How To Buy Commodity Futures 💫

: Sarah and Alex enter a futures contract through a regulated exchange. They agree on a price of $1.10 per pound for delivery in six months.

: Alex is "short" (he promised to sell at $1.10). Since the price is now $1.50, he is facing a loss.

: Three months later, a freeze in Brazil causes coffee prices to jump to $1.50 per pound. how to buy commodity futures

: Her contract at $1.10 is now very valuable because she "locked in" a lower price.

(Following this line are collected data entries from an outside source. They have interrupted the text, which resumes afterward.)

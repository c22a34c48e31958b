use thiserror::Error;

/// A combination of options the training loop cannot run with.
#[derive(Error, Debug, Clone, PartialEq)]
pub enum ConfigError {
    #[error("victory_threshold ({victory_threshold}) must be less than total_games ({total_games})")]
    VictoryThresholdNotBelowTotalGames {
        victory_threshold: usize,
        total_games: usize,
    },
    #[error("{0} must be greater than 0")]
    Zero(&'static str),
    #[error("{name} must be a finite number of at least 0, got {value}")]
    Negative { name: &'static str, value: f32 },
    #[error("board_size must be even and at least 4, got {0}")]
    BoardSize(usize),
    #[error("board_size {board_size} needs {expected} actions, the engine has {action_space_size}")]
    EngineMismatch {
        board_size: usize,
        expected: usize,
        action_space_size: usize,
    },
}
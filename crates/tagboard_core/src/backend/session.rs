//! Session token holder.
//!
//! # Responsibility
//! - Carry the opaque token handed out at sign-in.
//! - Track whether the engine currently believes it is authenticated.
//!
//! # Invariants
//! - The token is opaque; nothing in the core parses it.
//! - Any `Unauthorized` backend error clears the cache immediately.

/// Opaque bearer token returned by [`crate::backend::NoteBackend::signin`].
#[derive(Debug, Clone, PartialEq, Eq)]
pub struct SessionToken(String);

impl SessionToken {
    pub fn new(raw: impl Into<String>) -> Self {
        Self(raw.into())
    }

    pub fn as_str(&self) -> &str {
        &self.0
    }
}

/// In-memory record of the current session.
#[derive(Debug, Clone, Default)]
pub struct SessionCache {
    token: Option<SessionToken>,
}

impl SessionCache {
    pub fn set(&mut self, token: SessionToken) {
        self.token = Some(token);
    }

    /// Drops the token; the next mutation will require a fresh sign-in.
    pub fn clear(&mut self) {
        self.token = None;
    }

    pub fn is_authenticated(&self) -> bool {
        self.token.is_some()
    }

    pub fn token(&self) -> Option<&SessionToken> {
        self.token.as_ref()
    }
}

#[cfg(test)]
mod tests {
    use super::{SessionCache, SessionToken};

    #[test]
    fn cache_starts_unauthenticated_and_clears() {
        let mut cache = SessionCache::default();
        assert!(!cache.is_authenticated());

        cache.set(SessionToken::new("abc"));
        assert!(cache.is_authenticated());
        assert_eq!(cache.token().map(SessionToken::as_str), Some("abc"));

        cache.clear();
        assert!(!cache.is_authenticated());
    }
}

Basics of Futures Trading * A commodity futures contract is an agreement to buy or sell a particular commodity at a future date. * Commodity Futures Trading Commission | CFTC (.gov) How To Invest In Commodity Futures - SmartAsset : Sarah and Alex enter a futures contract

If you want to start trading like the speculator in our story, follow these steps: Basics of Futures Trading | CFTC

: Alex pays Sarah the difference in cash. Sarah uses that profit to buy actual coffee from her local supplier at the new, higher market price, effectively "hedging" her costs. 🛠️ How to Buy Commodity Futures in Reality Since the price is now $1

Imagine Sarah, a coffee roaster who needs (the size of one standard coffee futures contract) in six months. She is worried prices will skyrocket due to a bad harvest. Meanwhile, Alex, a speculator, believes coffee prices will drop because of a predicted bumper crop.